Даты, указанные Иеронимом для рождения и смерти Луцилия, — 148 г. до н. э. и 103 г. до н. э. Но невозможно согласовать первую из этих дат с другими зафиксированными фактами о нем, и дата, указанная Иеронимом, должна быть ошибкой, поскольку истинная дата — около 180 г. до н. э. [3] Его сестрой была Луцилия, мать римского политика Секста Помпея и бабушка по отцовской линии римского триумвира Помпея . [ требуется ссылка ]
По словам Веллея Патеркула , он служил под началом Сципиона Эмилиана при осаде Нуманции в 134 г. до н. э.
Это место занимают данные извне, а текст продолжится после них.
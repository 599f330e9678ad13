//! Application state shared across handlers.

use std::sync::Arc;

use crate::config::StorefrontConfig;
use crate::shopify::StorefrontClient;

/// Application state shared across all handlers.
///
/// This struct is cheaply cloneable via `Arc` and provides access to
/// the configuration and the Storefront API client.
#[derive(Clone)]
pub struct AppState {
    inner: Arc<AppStateInner>,
}

struct AppStateInner {
    config: StorefrontConfig,
    storefront: StorefrontClient,
}

impl AppState {
    /// Create a new application state, building the Storefront client from
    /// `config.shopify`.
    #[must_use]
    pub fn new(config: StorefrontConfig) -> Self {
        let storefront = StorefrontClient::new(&config.shopify);
        Self {
            inner: Arc::new(AppStateInner { config, storefront }),
        }
    }

    /// Get a reference to the storefront configuration.
    #[must_use]
    pub fn config(&self) -> &StorefrontConfig {
        &self.inner.config
    }

    /// Get a reference to the Shopify Storefront API client.
    #[must_use]
    pub fn storefront(&self) -> &StorefrontClient {
        &self.inner.storefront
    }
}

#[cfg(test)]
impl AppState {
    /// State whose Shopify endpoint refuses connections.
    pub(crate) fn unreachable_for_tests() -> Self {
        use std::time::Duration;

        use secrecy::SecretString;

        use crate::config::{ShopifyStorefrontConfig, StorefrontToken};

        Self::new(StorefrontConfig {
            host: std::net::IpAddr::from([127, 0, 0, 1]),
            port: 0,
            shopify: ShopifyStorefrontConfig {
                store_domain: "test.myshopify.com".to_string(),
                api_version: "2024-01".to_string(),
                token: StorefrontToken::Public(SecretString::from("test-token")),
                endpoint_override: Some("http://127.0.0.1:1/graphql.json".to_string()),
                cache_ttl: Duration::from_secs(60),
            },
            sentry_dsn: None,
            sentry_environment: None,
        })
    }
}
Гораций отмечает, что он жил в самых близких дружеских отношениях со Сципионом и Лелием (Satire ii.1), и что он восхвалял подвиги и добродетели первого в своих сатирах. [3]
Фрагменты тех книг его сатир, которые, по-видимому, были впервые даны миру (XXVI–XXIX), ясно указывают на то, что они были написаны при жизни Сципиона. Некоторые из них представляют нам поэта либо переписывающимся, либо вовлеченным в спорную беседу со своим великим другом. 621 Маркс, « Percrepa pugnam Popilli, facta Corneli cane » («Кричи о битве Попилия и воспевай подвиги Корнелия»), в котором поражение Марка Попилия Лаэна в 138 г. до н. э. противопоставляется последующему успеху Сципиона, несет на себе печать написания, когда известие о взятии Нуманции было еще свежим. [3]
В высшей степени невероятно, что Луцилий служил в армии в возрасте четырнадцати лет; еще более невероятно, что он мог быть допущен в близкие отношения Сципиона и Лелия в этом возрасте. Также кажется невозможным, что в возрасте от пятнадцати до девятнадцати лет — т. е. между 133 г. до н. э. и 129 г. до н. э., годом смерти Сципиона — он мог предстать перед миром как автор совершенно нового типа сочинения, которое, чтобы быть хоть сколько-нибудь успешным, требует особенно зрелости суждения и опыта. [3]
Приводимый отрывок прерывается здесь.